Alcoholic drinks are widely consumed throughout the world. According to a World Health Organization report 2014 on alcohol and health, 38.3% of the world’s population was reported to consume alcohol regularly. An individual’s consumption of alcohol per year was 6.2 litres. This report showed that 30% of Indian population consumed alcohol regularly of which 11% Indians were moderate to heavy drinkers.
Consumption of alcoholic drinks by Indian consumers predates British colonization and has often been suppressed by taxes and other restrictive policies including banning of the sale of liquor on highways. India has the world’s fastest growing market for alcoholic drinks consumption. Restrictive policies such as high tax rates on alcoholic beverages at the federal and state levels are often carried out under that concern that alcoholic drinks should be heavily regulated in order to prevent public health & safety issues related to drinking. However, these policies have often proven to be ineffective for controlling drinking habits in India. And consumption of alcoholic drinks is still on the rise in the country.
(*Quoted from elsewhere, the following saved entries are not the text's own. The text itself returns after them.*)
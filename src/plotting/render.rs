//! Drawing primitives shared by the diagnostic figures.

use std::path::Path;

use crate::core::FigureStyle;
use crate::plotting::histogram::HistogramBin;
use plotters::coord::Shift;
use plotters::prelude::*;
use plotters::style::text_anchor::{HPos, Pos, VPos};
use thiserror::Error;

/// Errors raised while rendering a figure.
#[derive(Debug, Error)]
pub enum PlotError {
    #[error("drawing failed: {0}")]
    Drawing(String),

    #[error("invalid figure style: {0}")]
    Style(#[from] crate::core::StyleError),
}

impl<E: std::error::Error + Send + Sync> From<DrawingAreaErrorKind<E>> for PlotError {
    fn from(err: DrawingAreaErrorKind<E>) -> Self {
        PlotError::Drawing(err.to_string())
    }
}

/// A single labelled point drawn on top of a scatter panel.
#[derive(Debug, Clone, PartialEq)]
pub struct Annotation {
    pub x: f64,
    pub y: f64,
    pub label: String,
}

pub(crate) fn font(style: &FigureStyle, size: f64) -> FontDesc<'_> {
    let weight = if style.bold {
        FontStyle::Bold
    } else {
        FontStyle::Normal
    };
    FontDesc::new(FontFamily::Name(&style.font_family), size, weight)
}

/// Render into an in-memory SVG document.
pub(crate) fn svg_string<F>(style: &FigureStyle, draw: F) -> Result<String, PlotError>
where
    F: FnOnce(&DrawingArea<SVGBackend<'_>, Shift>) -> Result<(), PlotError>,
{
    style.validate()?;
    let mut svg = String::new();
    {
        let root = SVGBackend::with_string(&mut svg, style.size).into_drawing_area();
        root.fill(&WHITE)?;
        draw(&root)?;
        root.present()?;
    }
    Ok(svg)
}

/// Render into an SVG file at `path`.
pub(crate) fn svg_file<F>(path: &Path, style: &FigureStyle, draw: F) -> Result<(), PlotError>
where
    F: FnOnce(&DrawingArea<SVGBackend<'_>, Shift>) -> Result<(), PlotError>,
{
    style.validate()?;
    let root = SVGBackend::new(path, style.size).into_drawing_area();
    root.fill(&WHITE)?;
    draw(&root)?;
    root.present()?;
    Ok(())
}

/// Draw a (possibly multi-line) centred title and return the area below it.
pub(crate) fn draw_title<DB: DrawingBackend>(
    root: &DrawingArea<DB, Shift>,
    title: &str,
    style: &FigureStyle,
) -> Result<DrawingArea<DB, Shift>, PlotError> {
    let lines: Vec<&str> = title.lines().filter(|l| !l.trim().is_empty()).collect();
    if lines.is_empty() {
        return Ok(root.clone());
    }

    let (width, _) = root.dim_in_pixel();
    let line_height = (style.title_size * 1.25).ceil() as i32;
    let text_style =
        TextStyle::from(font(style, style.title_size)).pos(Pos::new(HPos::Center, VPos::Top));

    for (k, line) in lines.iter().enumerate() {
        root.draw(&Text::new(
            line.to_string(),
            (width as i32 / 2, k as i32 * line_height + line_height / 4),
            text_style.clone(),
        ))?;
    }

    let (_, body) = root.split_vertically(lines.len() as i32 * line_height + line_height / 2);
    Ok(body)
}

/// Draw a histogram panel.
pub(crate) fn draw_histogram<DB: DrawingBackend>(
    area: &DrawingArea<DB, Shift>,
    bins: &[HistogramBin],
    x_label: &str,
    y_label: &str,
    style: &FigureStyle,
) -> Result<(), PlotError> {
    let (x_lo, x_hi) = match (bins.first(), bins.last()) {
        (Some(first), Some(last)) => (first.lower, last.upper),
        _ => (0.0, 1.0),
    };
    let y_hi = bins.iter().map(|b| b.count).max().unwrap_or(0).max(1) as f64 * 1.05;

    let mut chart = ChartBuilder::on(area)
        .margin(20)
        .x_label_area_size(style.label_area)
        .y_label_area_size(style.label_area)
        .build_cartesian_2d(x_lo..x_hi, 0.0..y_hi)?;

    chart
        .configure_mesh()
        .x_desc(x_label)
        .y_desc(y_label)
        .axis_desc_style(font(style, style.label_size))
        .label_style(font(style, style.tick_label_size))
        .draw()?;

    let fill = style.color.mix(style.opacity).filled();
    chart.draw_series(bins.iter().map(|b| {
        Rectangle::new([(b.lower, 0.0), (b.upper, b.count as f64)], fill)
    }))?;
    chart.draw_series(bins.iter().map(|b| {
        Rectangle::new([(b.lower, 0.0), (b.upper, b.count as f64)], BLACK.stroke_width(1))
    }))?;

    Ok(())
}

/// Draw a scatter panel; `radii` overrides the marker size per point.
#[allow(clippy::too_many_arguments)]
pub(crate) fn draw_scatter<DB: DrawingBackend>(
    area: &DrawingArea<DB, Shift>,
    xs: &[f64],
    ys: &[f64],
    radii: Option<&[u32]>,
    annotations: &[Annotation],
    x_label: &str,
    y_label: &str,
    style: &FigureStyle,
) -> Result<(), PlotError> {
    let points: Vec<(usize, f64, f64)> = xs
        .iter()
        .zip(ys.iter())
        .enumerate()
        .filter(|(_, (x, y))| x.is_finite() && y.is_finite())
        .map(|(i, (&x, &y))| (i, x, y))
        .collect();

    let (x_lo, x_hi) = padded_range(points.iter().map(|p| p.1));
    let (y_lo, y_hi) = padded_range(points.iter().map(|p| p.2));

    let mut chart = ChartBuilder::on(area)
        .margin(20)
        .x_label_area_size(style.label_area)
        .y_label_area_size(style.label_area)
        .build_cartesian_2d(x_lo..x_hi, y_lo..y_hi)?;

    chart
        .configure_mesh()
        .x_desc(x_label)
        .y_desc(y_label)
        .axis_desc_style(font(style, style.label_size))
        .label_style(font(style, style.tick_label_size))
        .draw()?;

    let fill = style.color.mix(style.opacity).filled();
    chart.draw_series(points.iter().map(|&(i, x, y)| {
        let radius = radii.map_or(style.marker_size, |r| r[i]);
        Circle::new((x, y), radius, fill)
    }))?;

    let label_font = font(style, style.tick_label_size);
    chart.draw_series(annotations.iter().map(|a| {
        Text::new(a.label.clone(), (a.x, a.y), label_font.clone())
    }))?;

    Ok(())
}

/// Data range padded by 5% on each side; degenerate ranges widen by ±0.5.
pub(crate) fn padded_range(values: impl Iterator<Item = f64>) -> (f64, f64) {
    let bounds = values.fold(None, |acc: Option<(f64, f64)>, v| match acc {
        None => Some((v, v)),
        Some((lo, hi)) => Some((lo.min(v), hi.max(v))),
    });

    match bounds {
        None => (0.0, 1.0),
        Some((lo, hi)) if lo == hi => (lo - 0.5, hi + 0.5),
        Some((lo, hi)) => {
            let pad = (hi - lo) * 0.05;
            (lo - pad, hi + pad)
        }
    }
}

#[cfg(test)]
mod tests {
    use super::*;

    #[test]
    fn test_padded_range() {
        let (lo, hi) = padded_range([0.0, 10.0].into_iter());
        assert!((lo + 0.5).abs() < 1e-12);
        assert!((hi - 10.5).abs() < 1e-12);
    }

    #[test]
    fn test_padded_range_degenerate() {
        assert_eq!(padded_range([2.0, 2.0].into_iter()), (1.5, 2.5));
        assert_eq!(padded_range(std::iter::empty()), (0.0, 1.0));
    }

    #[test]
    fn test_title_lines_rendered() {
        let style = FigureStyle::builder().size(400, 300).build_unchecked();
        let svg = svg_string(&style, |root| {
            draw_title(root, "First line\nSecond line", &style).map(|_| ())
        })
        .expect("rendering should succeed");

        assert!(svg.contains("First line"));
        assert!(svg.contains("Second line"));
    }

    #[test]
    fn test_invalid_style_rejected() {
        let style = FigureStyle::builder().size(0, 0).build_unchecked();
        let result = svg_string(&style, |_| Ok(()));
        assert!(matches!(result, Err(PlotError::Style(_))));
    }
}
Another report of World Health Organization shows that consumption of liquor in India has been growing steadily since 2005. While tariffs on imported liquor remain high, domestic liquor manufacturing and sales are also enmeshed in a complicated network of strict laws and regulations on both the federal & state levels, especially after Goods and Services Tax, which was implemented on 1 July 2017. Generally, two types of liquor exist in the Indian market – Indian Made Foreign Liquor (IMFL) and Imported Foreign Liquor (IFL).
Indian Made Foreign Liquor: This type of liquor is termed as hard liquor that has incorporated from imported raw materials or borrowed the concept from foreign branded liquor. Among all IMFL, whisky is imported into India the most. Despite its origins, freedom to purchase IMFL is largely restricted in some federal states. For instance, the southern states are often more heavily regulated in manufacturing of liquor and its distribution as compared to the northern states. The federal states use a licensing system to control the number of private bars.
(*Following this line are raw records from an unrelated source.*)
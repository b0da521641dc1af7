//! Matrix utility functions.

use faer::{Col, Mat};

/// Prepend a column of ones to the design matrix.
pub fn add_constant(x: &Mat<f64>) -> Mat<f64> {
    Mat::from_fn(x.nrows(), x.ncols() + 1, |i, j| {
        if j == 0 {
            1.0
        } else {
            x[(i, j - 1)]
        }
    })
}

/// Flag columns that are numerically linear combinations of earlier columns.
///
/// Columns are visited left to right and orthogonalised against the ones
/// already kept, so the first member of a collinear group survives. A column
/// is aliased when less than `tolerance` of its norm remains.
pub fn detect_aliased_columns(x: &Mat<f64>, tolerance: f64) -> Vec<bool> {
    let n_rows = x.nrows();
    let n_cols = x.ncols();

    let mut basis: Vec<Col<f64>> = Vec::new();
    let mut aliased = vec![false; n_cols];

    for j in 0..n_cols {
        let mut v = Col::from_fn(n_rows, |i| x[(i, j)]);
        let original_norm = norm(&v);

        if original_norm == 0.0 || !original_norm.is_finite() {
            aliased[j] = true;
            continue;
        }

        // Two passes of Gram-Schmidt keep the residual orthogonal in floating point.
        for _ in 0..2 {
            for b in &basis {
                let d = dot(&v, b);
                for i in 0..n_rows {
                    v[i] -= d * b[i];
                }
            }
        }

        let remaining = norm(&v);
        if remaining <= tolerance * original_norm {
            aliased[j] = true;
        } else {
            basis.push(Col::from_fn(n_rows, |i| v[i] / remaining));
        }
    }

    aliased
}

/// Build the design matrix restricted to non-aliased columns.
pub fn select_columns(x: &Mat<f64>, aliased: &[bool]) -> Mat<f64> {
    let kept: Vec<usize> = aliased
        .iter()
        .enumerate()
        .filter(|(_, &is_aliased)| !is_aliased)
        .map(|(j, _)| j)
        .collect();

    Mat::from_fn(x.nrows(), kept.len(), |i, j| x[(i, kept[j])])
}

/// Solve the upper triangular system `R[..k, ..k] * b = rhs[..k]`.
pub fn back_substitute(r: &Mat<f64>, rhs: &Col<f64>, k: usize) -> Col<f64> {
    let mut solution = Col::zeros(k);
    for i in (0..k).rev() {
        let mut sum = rhs[i];
        for j in (i + 1)..k {
            sum -= r[(i, j)] * solution[j];
        }
        solution[i] = sum / r[(i, i)];
    }
    solution
}

fn dot(a: &Col<f64>, b: &Col<f64>) -> f64 {
    a.iter().zip(b.iter()).map(|(&x, &y)| x * y).sum()
}

fn norm(v: &Col<f64>) -> f64 {
    dot(v, v).sqrt()
}

#[cfg(test)]
mod tests {
    use super::*;

    #[test]
    fn test_add_constant() {
        let x = Mat::from_fn(3, 2, |i, j| (i * 2 + j) as f64);
        let design = add_constant(&x);

        assert_eq!(design.ncols(), 3);
        for i in 0..3 {
            assert_eq!(design[(i, 0)], 1.0);
            assert_eq!(design[(i, 1)], x[(i, 0)]);
            assert_eq!(design[(i, 2)], x[(i, 1)]);
        }
    }

    #[test]
    fn test_detect_aliased_columns() {
        let mut x = Mat::zeros(5, 4);
        for i in 0..5 {
            x[(i, 0)] = 1.0;
            x[(i, 1)] = i as f64;
            x[(i, 2)] = 3.0 - 2.0 * i as f64; // 3 * col0 - 2 * col1
            x[(i, 3)] = (i * i) as f64;
        }

        let aliased = detect_aliased_columns(&x, 1e-10);
        assert_eq!(aliased, vec![false, false, true, false]);
    }

    #[test]
    fn test_zero_column_is_aliased() {
        let x = Mat::from_fn(4, 2, |i, j| if j == 0 { 0.0 } else { i as f64 });
        let aliased = detect_aliased_columns(&x, 1e-10);
        assert_eq!(aliased, vec![true, false]);
    }

    #[test]
    fn test_select_columns() {
        let x = Mat::from_fn(3, 3, |i, j| (10 * i + j) as f64);
        let reduced = select_columns(&x, &[false, true, false]);

        assert_eq!(reduced.ncols(), 2);
        assert_eq!(reduced[(2, 0)], 20.0);
        assert_eq!(reduced[(2, 1)], 22.0);
    }

    #[test]
    fn test_back_substitute() {
        let mut r = Mat::zeros(2, 2);
        r[(0, 0)] = 2.0;
        r[(0, 1)] = 1.0;
        r[(1, 1)] = 4.0;
        let rhs = Col::from_fn(2, |i| if i == 0 { 5.0 } else { 8.0 });

        let solution = back_substitute(&r, &rhs, 2);
        assert!((solution[1] - 2.0).abs() < 1e-12);
        assert!((solution[0] - 1.5).abs() < 1e-12);
    }
}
Imported Foreign Liquor: This kind of liquor includes foreign produced liquor imported into India. It has a marginal share of the total alcohol consumption in India. Consumers of IFL are rich and upper middle class individuals or international travellers. Indian import duties on IFL are as high as 150% under GST regime. That is why India’s total liquor market is less than 3%. Despite high customs duties on this kind of liquor, imports of whisky have grown steadily over the years were primarily driven by purchases from licensed retailers & manufacturers and government agencies.